Let $A,B,C$ be finitely generated abelian groups. I want to show that $$A\oplus C \cong B \oplus C $$ then $A \cong B$. My idea is as follows: we begin by noting that this has already been proved for $A,B,C$ finite. Let
$A = \mathbb{Z}^{k_1}\oplus A'$
$B = \mathbb{Z}^{k_2}\oplus B'$
$C = \mathbb{Z}^{k_3}\oplus C'$
Then we have $$\mathbb{Z}^{k_1+k_3}\oplus A'\oplus C' \cong \mathbb{Z}^{k_2+k_3}\oplus B'\oplus C'$$ Therefore $k_1 = k_2$ and then I would like to divide out by the infinitary parts to get $$A'\oplus C'\cong B'\oplus C'$$ and since all groups are finite we can use previous theorems to derive $A'\cong B'$ hence $A\cong B$. However I am not sure how to get past the 'dividing bit' as to assume that we can cancel would be circular. How should I proceed? Is the assumption that finitely generated abelian groups cancel even true?
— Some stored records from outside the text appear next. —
//! Configuration loader for Parley.
//!
//! Reads `config.toml` from the data directory (`~/.parley/` by default) and
//! deserializes it into [`ParleyConfig`]. Falls back to defaults when the
//! file is missing or malformed.

use std::path::{Path, PathBuf};

use parley_types::config::ParleyConfig;

/// Environment variable overriding the data directory.
pub const DATA_DIR_ENV: &str = "PARLEY_DATA_DIR";

/// Resolve the data directory: `PARLEY_DATA_DIR`, else `~/.parley`.
pub fn resolve_data_dir() -> PathBuf {
    data_dir_from(std::env::var_os(DATA_DIR_ENV).map(PathBuf::from), dirs::home_dir())
}

fn data_dir_from(explicit: Option<PathBuf>, home: Option<PathBuf>) -> PathBuf {
    explicit
        .filter(|p| !p.as_os_str().is_empty())
        .unwrap_or_else(|| home.unwrap_or_else(|| PathBuf::from(".")).join(".parley"))
}

/// Load configuration from `{data_dir}/config.toml`.
///
/// - Missing file: returns [`ParleyConfig::default()`].
/// - Unreadable or unparsable file: logs a warning and returns the default.
pub async fn load_config(data_dir: &Path) -> ParleyConfig {
    let config_path = data_dir.join("config.toml");

    let content = match tokio::fs::read_to_string(&config_path).await {
        Ok(content) => content,
        Err(err) if err.kind() == std::io::ErrorKind::NotFound => {
            tracing::debug!("No config.toml found at {}, using defaults", config_path.display());
            return ParleyConfig::default();
        }
        Err(err) => {
            tracing::warn!("Failed to read {}: {err}, using defaults", config_path.display());
            return ParleyConfig::default();
        }
    };

    match toml::from_str::<ParleyConfig>(&content) {
        Ok(config) => config,
        Err(err) => {
            tracing::warn!(
                "Failed to parse {}: {err}, using defaults",
                config_path.display()
            );
            ParleyConfig::default()
        }
    }
}

#[cfg(test)]
mod tests {
    use super::*;
    use parley_types::budget::BoostMultiplier;
    use tempfile::TempDir;

    #[tokio::test]
    async fn load_config_missing_file_returns_default() {
        let tmp = TempDir::new().unwrap();
        let config = load_config(tmp.path()).await;
        assert_eq!(config.server.base_url, "http://127.0.0.1:8787/api");
        assert_eq!(config.costs.total_cost(BoostMultiplier::Boost3), 3);
    }

    #[tokio::test]
    async fn load_config_valid_toml_returns_parsed() {
        let tmp = TempDir::new().unwrap();
        tokio::fs::write(
            tmp.path().join("config.toml"),
            r#"
[server]
base_url = "https://parley.example.com/api"
token_env = "MY_TOKEN"

[version_sync]
max_attempts = 6
"#,
        )
        .await
        .unwrap();

        let config = load_config(tmp.path()).await;
        assert_eq!(config.server.base_url, "https://parley.example.com/api");
        assert_eq!(config.server.token_env, "MY_TOKEN");
        assert_eq!(config.server.timeout_secs, 30);
        assert_eq!(config.version_sync.max_attempts, 6);
    }

    #[tokio::test]
    async fn load_config_invalid_toml_returns_default() {
        let tmp = TempDir::new().unwrap();
        tokio::fs::write(tmp.path().join("config.toml"), "this is not { valid toml !!!")
            .await
            .unwrap();

        let config = load_config(tmp.path()).await;
        assert_eq!(config.version_sync.max_attempts, 4);
    }

    #[test]
    fn data_dir_prefers_explicit_path() {
        let dir = data_dir_from(Some(PathBuf::from("/srv/parley")), Some(PathBuf::from("/home/a")));
        assert_eq!(dir, PathBuf::from("/srv/parley"));
    }

    #[test]
    fn data_dir_falls_back_to_home() {
        let dir = data_dir_from(Some(PathBuf::new()), Some(PathBuf::from("/home/a")));
        assert_eq!(dir, PathBuf::from("/home/a/.parley"));
        assert_eq!(data_dir_from(None, None), PathBuf::from("./.parley"));
    }
}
This follows from the classification of finitely generate abelian groups, more precisely from the fact that every finitely generated abelian group can be written as
$$\mathbb{Z}^n\oplus\mathbb{Z}_{p^{k_1}}\oplus\cdots\oplus\mathbb{Z}_{p^{k_m}}$$
and this decomposition is unique.
So assume that $A\oplus C\simeq B\oplus C$. Decompose each group:
$$A=\mathbb{Z}^{n_A}\oplus(\mathbb{Z}_{p^{*}})$$ $$B=\mathbb{Z}^{n_B}\oplus(\mathbb{Z}_{q^{*}})$$ $$C=\mathbb{Z}^{n_C}\oplus(\mathbb{Z}_{r^{*}})$$
I've obviously simplified the right side, they can have multiple elements. Anyway we have
$$\mathbb{Z}^{n_A}\oplus(\mathbb{Z}_{p^{*}})\oplus \mathbb{Z}^{n_C}\oplus(\mathbb{Z}_{r^{*}})\simeq\mathbb{Z}^{n_B}\oplus(\mathbb{Z}_{q^{*}})\oplus \mathbb{Z}^{n_C}\oplus(\mathbb{Z}_{r^{*}})$$
i.e.
$$\mathbb{Z}^{n_A+n_C}\oplus(\mathbb{Z}_{p^{*}}\oplus\mathbb{Z}_{r^{*}})\simeq \mathbb{Z}^{n_B+n_C}\oplus(\mathbb{Z}_{q^{*}}\oplus\mathbb{Z}_{r^{*}})$$
The uniqueness kicks in and gives us $n_A+n_C=n_B+n_C$ hence $n_A=n_B$. Analogously the uniqueness implies $(\mathbb{Z}_{p^*})\simeq(\mathbb{Z}_{q^*})$ for the finite case.